Au fil de textes qui racontent le The Thing de Carpenter du point de vue de la créature, plongent jusqu’au bout de l’espace et du temps à la rencontre de vies inimaginables, réécrivent l’histoire d’un monde romanisé et fanatique, ou tordent ce que nous définissons comme humain jusqu’à l’incongruité, Watts développe un monde radicalement différent qui baigne pourtant dans une vraie ambiance de plausibilité.
Matérialiste convaincu, Watts donne à ses lecteurs la vision sans équivoque d’un univers moniste.
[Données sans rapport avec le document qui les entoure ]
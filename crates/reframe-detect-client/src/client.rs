//! Detection service HTTP client.

use std::time::Duration;

use async_trait::async_trait;
use base64::engine::general_purpose::STANDARD;
use base64::Engine as _;
use image::codecs::jpeg::JpegEncoder;
use image::ColorType;
use reframe_media::{Frame, MediaError, MediaResult, SubjectDetector};
use reframe_models::Detection;
use reqwest::{Client, StatusCode};
use tracing::{debug, warn};

use crate::error::{DetectClientError, DetectClientResult};
use crate::types::{DetectRequest, DetectResponse, HealthResponse};

/// JPEG quality for submitted frames.
const JPEG_QUALITY: u8 = 85;

/// Configuration for the detection client.
#[derive(Debug, Clone)]
pub struct DetectionClientConfig {
    /// Base URL of the detection service
    pub base_url: String,
    /// Per-request timeout
    pub timeout: Duration,
    /// Max retries
    pub max_retries: u32,
    /// Detections below this confidence are discarded
    pub min_confidence: f64,
}

impl Default for DetectionClientConfig {
    fn default() -> Self {
        Self {
            base_url: "http://localhost:8001".to_string(),
            timeout: Duration::from_secs(30),
            max_retries: 2,
            min_confidence: 0.5,
        }
    }
}

impl DetectionClientConfig {
    /// Create config from environment variables.
    pub fn from_env() -> Self {
        let defaults = Self::default();
        Self {
            base_url: std::env::var("DETECT_SERVICE_URL").unwrap_or(defaults.base_url),
            timeout: std::env::var("DETECT_SERVICE_TIMEOUT")
                .ok()
                .and_then(|s| s.parse().ok())
                .map(Duration::from_secs)
                .unwrap_or(defaults.timeout),
            max_retries: std::env::var("DETECT_SERVICE_RETRIES")
                .ok()
                .and_then(|s| s.parse().ok())
                .unwrap_or(defaults.max_retries),
            min_confidence: std::env::var("REFRAME_MIN_CONFIDENCE")
                .ok()
                .and_then(|s| s.parse().ok())
                .unwrap_or(defaults.min_confidence),
        }
    }
}

/// Client for the detection service.
pub struct DetectionClient {
    http: Client,
    config: DetectionClientConfig,
}

impl DetectionClient {
    pub fn new(config: DetectionClientConfig) -> DetectClientResult<Self> {
        let http = Client::builder()
            .timeout(config.timeout)
            .build()
            .map_err(DetectClientError::Network)?;

        Ok(Self { http, config })
    }

    /// Create from environment variables.
    pub fn from_env() -> DetectClientResult<Self> {
        Self::new(DetectionClientConfig::from_env())
    }

    pub fn config(&self) -> &DetectionClientConfig {
        &self.config
    }

    /// Check if the detection service is healthy.
    pub async fn health_check(&self) -> DetectClientResult<bool> {
        let url = format!("{}/health", self.config.base_url);

        match self.http.get(&url).send().await {
            Ok(response) if response.status().is_success() => {
                let health: HealthResponse = response.json().await?;
                Ok(health.status == "healthy" || health.status == "ok")
            }
            Ok(response) => {
                warn!("Detection service health check failed: {}", response.status());
                Ok(false)
            }
            Err(e) => {
                warn!("Detection service health check error: {}", e);
                Ok(false)
            }
        }
    }

    /// Detect subjects in one frame.
    pub async fn detect_frame(&self, frame: &Frame) -> DetectClientResult<Vec<Detection>> {
        let request = DetectRequest {
            image_base64: encode_frame(frame)?,
            width: frame.width,
            height: frame.height,
            min_confidence: self.config.min_confidence,
        };
        let url = format!("{}/detect", self.config.base_url);
        let (url, request) = (url.as_str(), &request);

        let response = self
            .with_retry(|| async move {
                let response = self.http.post(url).json(request).send().await?;
                match response.status() {
                    StatusCode::SERVICE_UNAVAILABLE | StatusCode::TOO_MANY_REQUESTS => {
                        Err(DetectClientError::ServiceUnavailable(format!(
                            "detection service returned {}",
                            response.status()
                        )))
                    }
                    _ => Ok(response),
                }
            })
            .await?;

        if !response.status().is_success() {
            let status = response.status();
            let body = response.text().await.unwrap_or_default();
            return Err(DetectClientError::RequestFailed(format!(
                "detection service returned {}: {}",
                status, body
            )));
        }

        let body = response.bytes().await?;
        let parsed: DetectResponse = serde_json::from_slice(&body)
            .map_err(|e| DetectClientError::InvalidResponse(e.to_string()))?;

        let min_confidence = self.config.min_confidence;
        Ok(parsed
            .detections
            .into_iter()
            .filter(|d| d.confidence >= min_confidence)
            .collect())
    }

    /// Execute with retry logic.
    async fn with_retry<F, Fut, T>(&self, operation: F) -> DetectClientResult<T>
    where
        F: Fn() -> Fut,
        Fut: std::future::Future<Output = DetectClientResult<T>>,
    {
        let mut attempt = 0;
        loop {
            match operation().await {
                Ok(result) => return Ok(result),
                Err(e) if e.is_retryable() && attempt < self.config.max_retries => {
                    let delay = Duration::from_millis(200 * 2u64.pow(attempt));
                    warn!(
                        "Detection request failed (attempt {}), retrying in {:?}: {}",
                        attempt + 1,
                        delay,
                        e
                    );
                    tokio::time::sleep(delay).await;
                    attempt += 1;
                }
                Err(e) => return Err(e),
            }
        }
    }
}

#[async_trait]
impl SubjectDetector for DetectionClient {
    fn name(&self) -> &'static str {
        "detect-service"
    }

    async fn detect(&self, frame: &Frame) -> MediaResult<Vec<Detection>> {
        let detections = self
            .detect_frame(frame)
            .await
            .map_err(|e| MediaError::detection_failed(self.name(), frame.index, e.to_string()))?;
        debug!("Frame {}: {} detections", frame.index, detections.len());
        Ok(detections)
    }
}

/// JPEG-encode an RGB frame as base64.
fn encode_frame(frame: &Frame) -> DetectClientResult<String> {
    let image = frame.to_image().ok_or_else(|| {
        DetectClientError::Encode(format!(
            "frame {} has {} bytes for {}x{}",
            frame.index,
            frame.data.len(),
            frame.width,
            frame.height
        ))
    })?;

    let mut jpeg = Vec::new();
    JpegEncoder::new_with_quality(&mut jpeg, JPEG_QUALITY)
        .encode(image.as_raw(), image.width(), image.height(), ColorType::Rgb8)
        .map_err(|e| DetectClientError::Encode(e.to_string()))?;

    Ok(STANDARD.encode(jpeg))
}

#[cfg(test)]
mod tests {
    use super::*;
    use wiremock::matchers::{method, path};
    use wiremock::{Mock, MockServer, ResponseTemplate};

    fn frame(index: u64) -> Frame {
        Frame {
            index,
            width: 8,
            height: 4,
            data: vec![128; 8 * 4 * 3],
        }
    }

    fn client(server: &MockServer) -> DetectionClient {
        DetectionClient::new(DetectionClientConfig {
            base_url: server.uri(),
            timeout: Duration::from_secs(5),
            max_retries: 1,
            min_confidence: 0.5,
        })
        .unwrap()
    }

    #[test]
    fn test_config_defaults() {
        let config = DetectionClientConfig::default();
        assert_eq!(config.base_url, "http://localhost:8001");
        assert_eq!(config.timeout, Duration::from_secs(30));
        assert_eq!(config.min_confidence, 0.5);
    }

    #[test]
    fn test_encode_frame_rejects_short_buffer() {
        let mut bad = frame(3);
        bad.data.truncate(10);
        assert!(matches!(
            encode_frame(&bad),
            Err(DetectClientError::Encode(_))
        ));
    }

    #[test]
    fn test_encode_frame_jpeg() {
        let encoded = encode_frame(&frame(0)).unwrap();
        let bytes = STANDARD.decode(encoded).unwrap();
        assert_eq!(&bytes[..2], &[0xFF, 0xD8]);
    }

    #[tokio::test]
    async fn test_detect_filters_low_confidence() {
        let server = MockServer::start().await;
        Mock::given(method("POST"))
            .and(path("/detect"))
            .respond_with(ResponseTemplate::new(200).set_body_json(serde_json::json!({
                "detections": [
                    {"x_min": 0.4, "y_min": 0.2, "box_w": 0.1, "box_h": 0.2, "confidence": 0.9},
                    {"x_min": 0.1, "y_min": 0.2, "box_w": 0.1, "box_h": 0.2, "confidence": 0.3}
                ]
            })))
            .expect(1)
            .mount(&server)
            .await;

        let detections = client(&server).detect(&frame(5)).await.unwrap();
        assert_eq!(detections.len(), 1);
        assert_eq!(detections[0].x_min, 0.4);
    }

    #[tokio::test]
    async fn test_detect_server_error_is_detection_failure() {
        let server = MockServer::start().await;
        Mock::given(method("POST"))
            .and(path("/detect"))
            .respond_with(ResponseTemplate::new(500).set_body_string("model crashed"))
            .mount(&server)
            .await;

        let err = client(&server).detect(&frame(12)).await.unwrap_err();
        match err {
            MediaError::DetectionFailed { frame, message, .. } => {
                assert_eq!(frame, 12);
                assert!(message.contains("model crashed"));
            }
            other => panic!("unexpected error: {:?}", other),
        }
    }

    #[tokio::test]
    async fn test_detect_retries_unavailable() {
        let server = MockServer::start().await;
        Mock::given(method("POST"))
            .and(path("/detect"))
            .respond_with(ResponseTemplate::new(503))
            .expect(2)
            .mount(&server)
            .await;

        let err = client(&server).detect_frame(&frame(0)).await.unwrap_err();
        assert!(matches!(err, DetectClientError::ServiceUnavailable(_)));
    }

    #[tokio::test]
    async fn test_detect_malformed_body() {
        let server = MockServer::start().await;
        Mock::given(method("POST"))
            .and(path("/detect"))
            .respond_with(ResponseTemplate::new(200).set_body_string("not json"))
            .mount(&server)
            .await;

        let err = client(&server).detect_frame(&frame(0)).await.unwrap_err();
        assert!(matches!(err, DetectClientError::InvalidResponse(_)));
    }

    #[tokio::test]
    async fn test_health_check() {
        let server = MockServer::start().await;
        Mock::given(method("GET"))
            .and(path("/health"))
            .respond_with(
                ResponseTemplate::new(200).set_body_json(serde_json::json!({"status": "ok"})),
            )
            .mount(&server)
            .await;

        assert!(client(&server).health_check().await.unwrap());
    }
}
//! Subject detector capability.
//!
//! A detector turns one decoded frame into zero or more candidate subject
//! boxes in normalized coordinates. Implementations are chosen once when
//! the processing context is built and shared across requests, so they
//! must be stateless or synchronize internally.

use async_trait::async_trait;
use reframe_models::Detection;

use crate::error::MediaResult;
use crate::frames::Frame;

#[async_trait]
pub trait SubjectDetector: Send + Sync {
    /// Short identifier used in logs and error reports.
    fn name(&self) -> &'static str;

    /// Detect candidate subjects in one frame.
    async fn detect(&self, frame: &Frame) -> MediaResult<Vec<Detection>>;

    /// Release held resources. Called once when the owning context shuts down.
    async fn shutdown(&self) -> MediaResult<()> {
        Ok(())
    }
}

/// Detector that assumes a single talking head.
///
/// Places one face-sized box centered horizontally with its center at 35%
/// of frame height, which matches the usual talking-head composition. Used
/// when no detection service is configured.
#[derive(Debug, Clone)]
pub struct CenterHeuristicDetector {
    /// Face height as a fraction of frame height
    face_height: f64,
    confidence: f64,
}

impl Default for CenterHeuristicDetector {
    fn default() -> Self {
        Self {
            face_height: 0.30,
            confidence: 0.7,
        }
    }
}

impl CenterHeuristicDetector {
    pub fn new() -> Self {
        Self::default()
    }
}

#[async_trait]
impl SubjectDetector for CenterHeuristicDetector {
    fn name(&self) -> &'static str {
        "center_heuristic"
    }

    async fn detect(&self, frame: &Frame) -> MediaResult<Vec<Detection>> {
        if frame.width == 0 || frame.height == 0 {
            return Ok(Vec::new());
        }

        let box_h = self.face_height;
        // Face boxes are roughly 4:5 in pixels.
        let box_w = (box_h * 0.8 * frame.height as f64 / frame.width as f64).min(1.0);

        Ok(vec![Detection::new(
            0.5 - box_w / 2.0,
            0.35 - box_h / 2.0,
            box_w,
            box_h,
            self.confidence,
        )])
    }
}

#[cfg(test)]
mod tests {
    use super::*;

    #[tokio::test]
    async fn test_heuristic_box_is_centered() {
        let frame = Frame {
            index: 0,
            width: 640,
            height: 360,
            data: vec![0; 640 * 360 * 3],
        };
        let detections = CenterHeuristicDetector::new().detect(&frame).await.unwrap();
        assert_eq!(detections.len(), 1);

        let det = detections[0];
        assert!((det.center_x() - 0.5).abs() < 1e-9);
        assert!((det.center_y() - 0.35).abs() < 1e-9);
        assert!(det.is_well_formed());
    }
}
Dieu n’existe pas, la foi est une erreur intellectuelle, au mieux le résultat d’une stimulation cérébrale externe. Dieu évacué, reste à traiter de l’humain. Si l’animal humain existe, celui-ci ne porte rien en lui qui ne soit matériel et quantifiable. La conscience est une illusion. Actes et pensées ne sont que des réponses à des stimuli. Ce qui se donne à voir comme ce qui (croit) se pense(r) ne dépend que des stimuli reçus et de la forme du câblage neural qui les traite : inputs –> algorithmes de traitement –> pensées/actes. Rien de plus. Le néocortex se leurre s’il croit être aux commandes, le gros du traitement vient des systèmes limbiques, ensemble de sous-routines qui traitent l’information et forment un réseau qui croit être une unité consciente. Au spectacle de cet homme-machine, on pense autant à Descartes qu’au plus confidentiel de La Mettrie.
Bardé de ces convictions fortes qui rappellent – dans un genre très différent – Lovecraft, Watts entraîne le lecteur à sa suite, des coulisses de Vision Aveugle et d’Échopraxie à celles de Starfish, en passant par quantité d’univers indépendants tous sous-tendus par les mêmes certitudes. Numérisation ou fusion des « individus », modifications génétiques ou bioniques, transformations volontaires (ou pas…) des états de conscience. Si tout n’est que viande (le mot qu’il emploie), tout est modifiable pourvu qu’on ait la technologie adéquate. Toutes les expériences sont possibles, tous les échecs aussi. Le seul message ici est que la vie existe et se perpétue, souvent au prix de la violence physique, assistée par la technologie quand elle est disponible. La vie n’a rien à dire à un univers qui lui est indifférent. Les humains veulent survivre et se perpétuer, les aliens aussi, les animaux ne sont pas moralement supérieurs – Watts est l’homme qui affirma en interview « Animals are assholes » (les animaux sont des cons).
Pour exprimer son postulat, Watts manie le champ lexical scientifique avec une virtuosité qui donne l’impression qu’il ne ferait que décrire un monde qu’il voit. Tout est clair, tout se tient, l’aspect factuel de son style donne à ses textes la force de l’évidence.
Au-delà du gouffre est donc un recueil moderne, brillant, engagé au bon sens du terme. Et l’ensemble, s’il est dur, n’est jamais glauque ; l’auteur se définit comme un optimiste en colère, pas comme un pessimiste.